## What you should do:
What is needed is an exact copy of every entry.
[[ Records shown open ]]
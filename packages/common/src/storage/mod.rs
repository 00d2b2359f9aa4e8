mod error;
mod path;
mod traits;

pub mod filesystem;

pub use error::StorageError;
pub use path::StoragePath;
pub use traits::{BlobStore, BoxReader, StoredBlob};
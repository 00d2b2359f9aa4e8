use argon2::password_hash::{
    Error as HashError, PasswordHash, PasswordHasher, PasswordVerifier, SaltString,
};
use argon2::Argon2;

/// Hash a password into an Argon2id PHC string.
pub fn hash_password(password: &str) -> Result<String, HashError> {
    let salt = SaltString::encode_b64(&rand::random::<[u8; 16]>())?;
    let hash = Argon2::default().hash_password(password.as_bytes(), &salt)?;
    Ok(hash.to_string())
}

/// Check a password against a stored PHC string.
///
/// A mismatch is `Ok(false)`; only a malformed stored hash is an error.
pub fn verify_password(password: &str, stored: &str) -> Result<bool, HashError> {
    let parsed = PasswordHash::new(stored)?;
    match Argon2::default().verify_password(password.as_bytes(), &parsed) {
        Ok(()) => Ok(true),
        Err(HashError::Password) => Ok(false),
        Err(e) => Err(e),
    }
}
[[ Records shown closed ]]
## Response to the task:
filename packages/common/src/storage/mod.rs
repository 00d2b2359f9aa4e8
mod error;
mod path;
mod traits;

pub mod filesystem;

pub use error::StorageError;
pub use path::StoragePath;
pub use traits::{BlobStore, BoxReader, StoredBlob};
repository 00d2b2359f9aa4e8
use argon2::password_hash::{
    Error as HashError, PasswordHash, PasswordHasher, PasswordVerifier, SaltString,
};
use argon2::Argon2;

/// Hash a password into an Argon2id PHC string.
pub fn hash_password(password: &str) -> Result<String, HashError> {
    let salt = SaltString::encode_b64(&rand::random::<[u8; 16]>())?;
    let hash = Argon2::default().hash_password(password.as_bytes(), &salt)?;
    Ok(hash.to_string())
}

/// Check a password against a stored PHC string.
///
/// A mismatch is `Ok(false)`; only a malformed stored hash is an error.
pub fn verify_password(password: &str, stored: &str) -> Result<bool, HashError> {
    let parsed = PasswordHash::new(stored)?;
    match Argon2::default().verify_password(password.as_bytes(), &parsed) {
        Ok(()) => Ok(true),
        Err(HashError::Password) => Ok(false),
        Err(e) => Err(e),
    }
}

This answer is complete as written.